3

I am trimming a long std::string to fit it in a text container using this code.

std::string AppDelegate::getTrimmedStringWithRange(std::string text, int range)
{
    if (text.length() > range)
    {
        std::string str(text,0,range-3);
        return str.append("...");
    }
    return text;
}

but in case of other languages like HINDI "हिन्दी" the length of std::string is wrong.
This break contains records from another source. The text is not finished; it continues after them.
//! Formatter configuration.

/// Settings shared by every formatter.
#[derive(Debug, Clone, PartialEq, Eq)]
pub struct FormatConfig {
    /// Text returned for missing or unparsable input.
    pub placeholder: String,
    /// Symbol appended to currency amounts.
    pub currency_symbol: String,
    /// Pattern used by `format_date` when the caller gives none.
    pub date_pattern: String,
    /// Pattern used by `format_date_time`.
    pub date_time_pattern: String,
    /// Fraction digits used by `format_percentage` by default.
    pub percentage_decimals: usize,
}

impl Default for FormatConfig {
    fn default() -> Self {
        Self {
            placeholder: "-".to_string(),
            currency_symbol: "₺".to_string(),
            date_pattern: "dd.MM.yyyy".to_string(),
            date_time_pattern: "dd.MM.yyyy HH:mm".to_string(),
            percentage_decimals: 2,
        }
    }
}

impl FormatConfig {
    /// Replace the placeholder.
    pub fn with_placeholder(mut self, placeholder: impl Into<String>) -> Self {
        self.placeholder = placeholder.into();
        self
    }

    /// Replace the currency symbol.
    pub fn with_currency_symbol(mut self, symbol: impl Into<String>) -> Self {
        self.currency_symbol = symbol.into();
        self
    }
}
//! Turkish letter casing.
//!
//! Turkish has dotted and dotless i as separate letters, so the default
//! Unicode mappings get `i`/`İ` and `ı`/`I` wrong.

/// Uppercase a single character.
pub fn to_upper_tr(c: char) -> String {
    match c {
        'i' => "İ".to_string(),
        'ı' => "I".to_string(),
        _ => c.to_uppercase().collect(),
    }
}

/// Lowercase a string.
pub fn to_lower_tr(s: &str) -> String {
    let mut result = String::with_capacity(s.len());
    for c in s.chars() {
        match c {
            'I' => result.push('ı'),
            'İ' => result.push('i'),
            _ => result.extend(c.to_lowercase()),
        }
    }
    result
}

/// Lowercase a word, then uppercase its first letter.
pub fn capitalize(word: &str) -> String {
    let lower = to_lower_tr(word);
    let mut chars = lower.chars();
    match chars.next() {
        Some(first) => {
            let mut result = to_upper_tr(first);
            result.push_str(chars.as_str());
            result
        },
        None => String::new(),
    }
}
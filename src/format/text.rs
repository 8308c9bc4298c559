//! String casing and truncation.

use crate::locale::capitalize;

/// Capitalize every space-separated word using Turkish casing rules.
pub fn to_title_case(s: &str) -> String {
    s.split(' ').map(capitalize).collect::<Vec<_>>().join(" ")
}

/// Cap `s` at `max_length` characters, appending `...` when cut.
pub fn truncate_string(s: &str, max_length: usize) -> String {
    match s.char_indices().nth(max_length) {
        Some((idx, _)) => format!("{}...", &s[..idx]),
        None => s.to_string(),
    }
}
My question is how can i retrieve accurate length of the std::string in all test cases.

Thanks

Wez Sie Tato
  • 1,186
  • 12
  • 33
Haroon
  • 697
  • 1
  • 9
  • 24
  • 3
    `std::string` only supports ASCII. You may want `std::wstring` instead or a similar data structure – AndyG Jul 27 '15 at 11:55
  • Can i change std::string to std::wstring and vice-versa ? – Haroon Jul 27 '15 at 11:57
  • Yeah, see this: http://stackoverflow.com/questions/2573834/c-convert-string-or-char-to-wstring-or-wchar-t – MKII Jul 27 '15 at 11:59
  • 7
    @AndyG: `std::string` does not support any particular encoding. It just stores bytes. It is perfectly capable of storing non-ascii strings. UTF-8, for example. – Benjamin Lindley Jul 27 '15 at 12:00
  • 1
    @AndyG, I don't know the exact length of that string, it looks like "3", and if you use wstring the length is 6. As Benjamin Lindley points, std::string only stores bytes the internal representation depends on your settings. – Jose Palma Jul 27 '15 at 12:03
  • @BenjaminLindley: You are correct; I mispoke. – AndyG Jul 27 '15 at 12:15
  • No offence but the suggestion to use `std::wstring` to solve this problem indicates that the issue is more than one of misspeaking. :) – Lightness Races in Orbit Jul 27 '15 at 12:57
  • yup its not a perfect solution but atleast it make the fault window small :P – Haroon Jul 27 '15 at 13:22
  • Are you sure you want the length of the string in this particular case, or the "width in pixels of the string after it's rendered"? Unless you're using a fixed-width font the latter might be more useful. – Steve Jul 27 '15 at 16:41

3 Answers3

9

Assuming you're using UTF-8, you can convert your string to a simple (hah!) Unicode and count the characters. I grabbed this example from rosettacode.

#include <iostream>
#include <codecvt>
int main()
{
    std::string utf8 = "\x7a\xc3\x9f\xe6\xb0\xb4\xf0\x9d\x84\x8b"; // U+007a, U+00df, U+6c34, U+1d10b
    std::cout << "Byte length: " << utf8.size() << '\n';
    std::wstring_convert<std::codecvt_utf8<char32_t>, char32_t> conv;
    std::cout << "Character length: " << conv.from_bytes(utf8).size() << '\n';
}
Ferruccio
  • 98,941
  • 38
  • 226
  • 299
  • 5
    That will produce the length of the string in Unicode codepoints, but it will not produce the display size of the string, because some Unicode characters have zero length (particularly combining characters like diacritics) while others have length two on fixed-width consoles. (If the output is not in a fixed-width font, then the situation is quite different, obviously.) In Posix, you could use `wcswidth` but that may or may not work with C++. – rici Jul 27 '15 at 15:22
7

The length of std::string is not "wrong"; you've simply misunderstood what it means. A std::string stores bytes, not "characters" in your chosen encoding. It gleefully has no knowledge of that layer. As such, the length of std::string is the number of bytes it contains.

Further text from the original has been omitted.